### Work request
Your answer should be a single number: how many lines of the material below contain "impl".
───── Records shown
impl Route {
    /// Position in the route table (registration order).
    #[must_use]
    pub fn index(&self) -> usize {
        self.index
    }

    /// Accepted methods.
    #[must_use]
    pub fn methods(&self) -> &MethodSet {
        &self.methods
    }

    /// The full path pattern including group prefixes.
    #[must_use]
    pub fn uri(&self) -> &str {
        self.pattern.as_str()
    }

    /// Compiled path pattern.
    #[must_use]
    pub fn pattern(&self) -> &PathPattern {
        &self.pattern
    }

    /// Compiled domain pattern, if any.
    #[must_use]
    pub fn domain(&self) -> Option<&DomainPattern> {
        self.domain.as_ref()
    }

    /// Opaque handler identifier.
    #[must_use]
    pub fn handler(&self) -> &str {
        &self.handler
    }

    /// Fully prefixed route name.
    #[must_use]
    pub fn name(&self) -> Option<&str> {
        self.name.as_deref()
    }

    /// Middleware references, group-inherited first.
    #[must_use]
    pub fn middleware(&self) -> &[String] {
        &self.middleware
    }

    /// Middleware names excluded from this route's chain.
    #[must_use]
    pub fn excluded_middleware(&self) -> &[String] {
        &self.without_middleware
    }

    /// Declared model bindings.
    #[must_use]
    pub fn bindings(&self) -> &[ParamBinding] {
        &self.bindings
    }

    /// Missing-model behavior.
    #[must_use]
    pub fn missing(&self) -> &MissingModel {
        &self.missing
    }

    /// Group attributes captured at registration.
    #[must_use]
    pub fn group(&self) -> &GroupSnapshot {
        &self.group
    }
}

impl fmt::Display for Route {
    fn fmt(&self, f: &mut fmt::Formatter<'_>) -> fmt::Result {
        write!(f, "{} {}", self.methods, self.uri())?;
        if let Some(name) = &self.name {
            write!(f, " ({name})")?;
        }
        Ok(())
    }
}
──────────
### Result for this exercise
2